▶ PROBLEM REQUIREMENTS: Look through the entries below and count the lines that contain "tail". Reply with that number only.

══════════════════════════════

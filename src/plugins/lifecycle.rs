//! Enable/disable plugin files by renaming them.
//!
//! An active plugin has its canonical name (`ping.lua`); an inactive one has
//! the disable marker appended (`ping.lua.disabled`) and is skipped by the
//! loader. Renaming is the only mutation performed here. The registry is left
//! alone: callers reload once a transition succeeds.

use std::fs::{self, File, OpenOptions};
use std::io;
use std::path::{Path, PathBuf};

use tracing::info;

use super::compiler::PluginShape;
use crate::error::{Error, Result};

/// Suffix appended to inactive plugin files
pub const DISABLED_SUFFIX: &str = ".disabled";

pub struct ExtensionManager {
    extensions_dir: PathBuf,
}

impl ExtensionManager {
    pub fn new(extensions_dir: impl Into<PathBuf>) -> Self {
        Self {
            extensions_dir: extensions_dir.into(),
        }
    }

    #[must_use]
    pub fn extensions_dir(&self) -> &Path {
        &self.extensions_dir
    }

    /// Deactivate a plugin given its file name or command base name
    ///
    /// # Errors
    /// [`Error::NotFound`] when nothing matches, [`Error::AmbiguousMatch`]
    /// when several files match, [`Error::Conflict`] when the disabled name
    /// is already taken
    pub fn disable(&self, input: &str) -> Result<PathBuf> {
        let input = checked_name(input, "disable <name|file>")?;

        let source = if is_plugin_name(input) {
            let path = self.extensions_dir.join(input);
            if !path.is_file() {
                return Err(Error::NotFound(input.to_string()));
            }
            path
        } else {
            let matches: Vec<PathBuf> = self
                .list_active()?
                .into_iter()
                .filter(|path| base_name(path).eq_ignore_ascii_case(input))
                .collect();
            single_match(input, matches)?
        };

        let target = disabled_path(&source);
        rename_exclusive(&source, &target)?;
        info!("Disabled extension {}", file_name(&source));
        Ok(target)
    }

    /// Reactivate a plugin given its disabled file name or base name
    ///
    /// # Errors
    /// Same policy as [`ExtensionManager::disable`]
    pub fn enable(&self, input: &str) -> Result<PathBuf> {
        let input = checked_name(input, "enable <name|file>")?;

        let disabled = if enabled_name(input).is_some_and(is_plugin_name) {
            let path = self.extensions_dir.join(input);
            if !path.is_file() {
                return Err(Error::NotFound(input.to_string()));
            }
            path
        } else {
            let matches: Vec<PathBuf> = self
                .list_disabled()?
                .into_iter()
                .filter(|path| {
                    enabled_name(file_name(path))
                        .map(|name| base_name(Path::new(name)))
                        .is_some_and(|base| base.eq_ignore_ascii_case(input))
                })
                .collect();
            single_match(input, matches)?
        };

        let target = match enabled_name(file_name(&disabled)) {
            Some(name) => self.extensions_dir.join(name),
            None => return Err(Error::NotFound(input.to_string())),
        };
        rename_exclusive(&disabled, &target)?;
        info!("Enabled extension {}", file_name(&target));
        Ok(target)
    }

    /// Copy a plugin file from anywhere on disk into the extension directory.
    /// An extension already known under the same name, enabled or disabled,
    /// is never overwritten.
    ///
    /// # Errors
    /// [`Error::Usage`] when `source` is not a plugin file name,
    /// [`Error::NotFound`] when it does not exist, [`Error::Conflict`] when
    /// the name is taken
    pub fn import(&self, source: &Path) -> Result<PathBuf> {
        let name = source
            .file_name()
            .and_then(|n| n.to_str())
            .filter(|n| is_plugin_name(n))
            .ok_or_else(|| {
                Error::Usage(format!(
                    "import <file> (expected a plugin file, got '{}')",
                    source.display()
                ))
            })?;
        if !source.is_file() {
            return Err(Error::NotFound(source.display().to_string()));
        }

        let taken = self
            .list_active()?
            .into_iter()
            .chain(self.list_disabled()?)
            .find(|path| {
                let existing = file_name(path);
                enabled_name(existing)
                    .unwrap_or(existing)
                    .eq_ignore_ascii_case(name)
            });
        if let Some(path) = taken {
            return Err(Error::Conflict(path));
        }

        fs::create_dir_all(&self.extensions_dir)?;
        let target = self.extensions_dir.join(name);
        let mut out = OpenOptions::new()
            .write(true)
            .create_new(true)
            .open(&target)
            .map_err(|e| match e.kind() {
                io::ErrorKind::AlreadyExists => Error::Conflict(target.clone()),
                _ => Error::Io(e),
            })?;
        io::copy(&mut File::open(source)?, &mut out)?;
        info!("Imported extension {} from {}", name, source.display());
        Ok(target)
    }

    /// Active plugin files, sorted
    ///
    /// # Errors
    /// Returns an error if the directory cannot be read
    pub fn list_active(&self) -> Result<Vec<PathBuf>> {
        self.list_where(|name| is_plugin_name(name))
    }

    /// Disabled plugin files, sorted
    ///
    /// # Errors
    /// Returns an error if the directory cannot be read
    pub fn list_disabled(&self) -> Result<Vec<PathBuf>> {
        self.list_where(|name| enabled_name(name).is_some_and(is_plugin_name))
    }

    fn list_where(&self, keep: impl Fn(&str) -> bool) -> Result<Vec<PathBuf>> {
        if !self.extensions_dir.exists() {
            return Ok(Vec::new());
        }

        let mut files = Vec::new();
        for entry in fs::read_dir(&self.extensions_dir)? {
            let path = entry?.path();
            if path.is_file() && keep(file_name(&path)) {
                files.push(path);
            }
        }
        files.sort();
        Ok(files)
    }
}

fn checked_name<'a>(input: &'a str, usage: &str) -> Result<&'a str> {
    let input = input.trim();
    if input.is_empty() {
        return Err(Error::Usage(usage.to_string()));
    }
    // Only bare file names; never walk out of the extension directory
    if Path::new(input).file_name().and_then(|n| n.to_str()) != Some(input) {
        return Err(Error::Usage(format!("{usage} (expected a file name, got '{input}')")));
    }
    Ok(input)
}

fn single_match(name: &str, mut matches: Vec<PathBuf>) -> Result<PathBuf> {
    match matches.len() {
        0 => Err(Error::NotFound(name.to_string())),
        1 => Ok(matches.remove(0)),
        _ => Err(Error::AmbiguousMatch {
            name: name.to_string(),
            candidates: matches.iter().map(|p| file_name(p).to_string()).collect(),
        }),
    }
}

fn rename_exclusive(from: &Path, to: &Path) -> Result<()> {
    if to.exists() {
        return Err(Error::Conflict(to.to_path_buf()));
    }
    fs::rename(from, to)?;
    Ok(())
}

fn is_plugin_name(name: &str) -> bool {
    PluginShape::from_path(Path::new(name)).is_some()
}

/// `ping.lua.disabled` -> `ping.lua`
pub(crate) fn enabled_name(name: &str) -> Option<&str> {
    let split = name.len().checked_sub(DISABLED_SUFFIX.len())?;
    let (head, tail) = (name.get(..split)?, name.get(split..)?);
    (tail.eq_ignore_ascii_case(DISABLED_SUFFIX) && !head.is_empty()).then_some(head)
}

fn disabled_path(path: &Path) -> PathBuf {
    let mut name = path.as_os_str().to_os_string();
    name.push(DISABLED_SUFFIX);
    PathBuf::from(name)
}

fn base_name(path: &Path) -> &str {
    path.file_stem().and_then(|s| s.to_str()).unwrap_or_default()
}

fn file_name(path: &Path) -> &str {
    path.file_name().and_then(|s| s.to_str()).unwrap_or_default()
}

#[cfg(test)]
mod tests {
    use super::*;
    use tempfile::tempdir;

    fn manager_with(files: &[&str]) -> (tempfile::TempDir, ExtensionManager) {
        let dir = tempdir().unwrap();
        for file in files {
            fs::write(dir.path().join(file), "return nil").unwrap();
        }
        let manager = ExtensionManager::new(dir.path());
        (dir, manager)
    }

    #[test]
    fn test_enabled_name() {
        assert_eq!(enabled_name("ping.lua.disabled"), Some("ping.lua"));
        assert_eq!(enabled_name("ping.lua.DISABLED"), Some("ping.lua"));
        assert_eq!(enabled_name("ping.lua"), None);
        assert_eq!(enabled_name(".disabled"), None);
    }

    #[test]
    fn test_disable_by_name_then_enable() {
        let (dir, manager) = manager_with(&["ping.lua"]);

        let disabled = manager.disable("PING").unwrap();
        assert_eq!(disabled, dir.path().join("ping.lua.disabled"));
        assert!(!dir.path().join("ping.lua").exists());
        assert!(manager.list_active().unwrap().is_empty());

        let enabled = manager.enable("ping").unwrap();
        assert_eq!(enabled, dir.path().join("ping.lua"));
        assert!(enabled.exists());
        assert!(manager.list_disabled().unwrap().is_empty());
    }

    #[test]
    fn test_disable_by_file_name() {
        let (dir, manager) = manager_with(&["tools.luam"]);
        manager.disable("tools.luam").unwrap();
        assert!(dir.path().join("tools.luam.disabled").exists());

        manager.enable("tools.luam.disabled").unwrap();
        assert!(dir.path().join("tools.luam").exists());
    }

    #[test]
    fn test_missing_file_is_not_found() {
        let (_dir, manager) = manager_with(&["ping.lua"]);
        assert!(matches!(manager.disable("pong.lua"), Err(Error::NotFound(_))));
        assert!(matches!(manager.disable("pong"), Err(Error::NotFound(_))));
        assert!(matches!(manager.enable("ping"), Err(Error::NotFound(_))));
    }

    #[test]
    fn test_ambiguous_disable_renames_nothing() {
        let (dir, manager) = manager_with(&["foo.lua", "foo.luam"]);

        match manager.disable("foo") {
            Err(Error::AmbiguousMatch { name, candidates }) => {
                assert_eq!(name, "foo");
                assert_eq!(candidates, vec!["foo.lua", "foo.luam"]);
            }
            other => panic!("expected ambiguity, got {other:?}"),
        }
        assert!(dir.path().join("foo.lua").exists());
        assert!(dir.path().join("foo.luam").exists());
    }

    #[test]
    fn test_ambiguous_enable() {
        let (_dir, manager) = manager_with(&["foo.lua.disabled", "foo.luam.disabled"]);
        assert!(matches!(
            manager.enable("foo"),
            Err(Error::AmbiguousMatch { .. })
        ));
    }

    #[test]
    fn test_conflict_keeps_both_files() {
        let (dir, manager) = manager_with(&["ping.lua", "ping.lua.disabled"]);
        assert!(matches!(manager.enable("ping"), Err(Error::Conflict(_))));
        assert!(dir.path().join("ping.lua").exists());
        assert!(dir.path().join("ping.lua.disabled").exists());
    }

    #[test]
    fn test_import_copies_into_extension_dir() {
        let (dir, manager) = manager_with(&[]);
        let outside = tempdir().unwrap();
        let source = outside.path().join("greet.lua");
        fs::write(&source, "return { name = 'greet' }").unwrap();

        let target = manager.import(&source).unwrap();
        assert_eq!(target, dir.path().join("greet.lua"));
        assert_eq!(
            fs::read_to_string(&target).unwrap(),
            "return { name = 'greet' }"
        );
        assert!(source.exists());
        assert_eq!(manager.list_active().unwrap(), vec![target]);
    }

    #[test]
    fn test_import_never_overwrites() {
        let (dir, manager) = manager_with(&["ping.lua", "pong.lua.disabled"]);
        let outside = tempdir().unwrap();
        for name in ["PING.lua", "pong.lua"] {
            let source = outside.path().join(name);
            fs::write(&source, "return 1").unwrap();
            assert!(matches!(manager.import(&source), Err(Error::Conflict(_))));
        }
        assert_eq!(
            fs::read_to_string(dir.path().join("ping.lua")).unwrap(),
            "return nil"
        );
        assert!(!dir.path().join("pong.lua").exists());
    }

    #[test]
    fn test_import_rejects_missing_and_foreign_files() {
        let (_dir, manager) = manager_with(&[]);
        let outside = tempdir().unwrap();
        let notes = outside.path().join("notes.txt");
        fs::write(&notes, "hi").unwrap();

        assert!(matches!(manager.import(&notes), Err(Error::Usage(_))));
        assert!(matches!(
            manager.import(&outside.path().join("ghost.lua")),
            Err(Error::NotFound(_))
        ));
    }

    #[test]
    fn test_rejects_paths_and_blank_input() {
        let (_dir, manager) = manager_with(&["ping.lua"]);
        assert!(matches!(manager.disable("../ping.lua"), Err(Error::Usage(_))));
        assert!(matches!(manager.disable("   "), Err(Error::Usage(_))));
    }

    #[test]
    fn test_listing_ignores_other_files() {
        let (_dir, manager) = manager_with(&["a.lua", "b.luam", "notes.txt", "c.lua.disabled", "d.txt.disabled"]);
        assert_eq!(manager.list_active().unwrap().len(), 2);
        assert_eq!(manager.list_disabled().unwrap().len(), 1);
    }
}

══════════════════════════════

▶ RESPONSE TO THIS EXERCISE: 2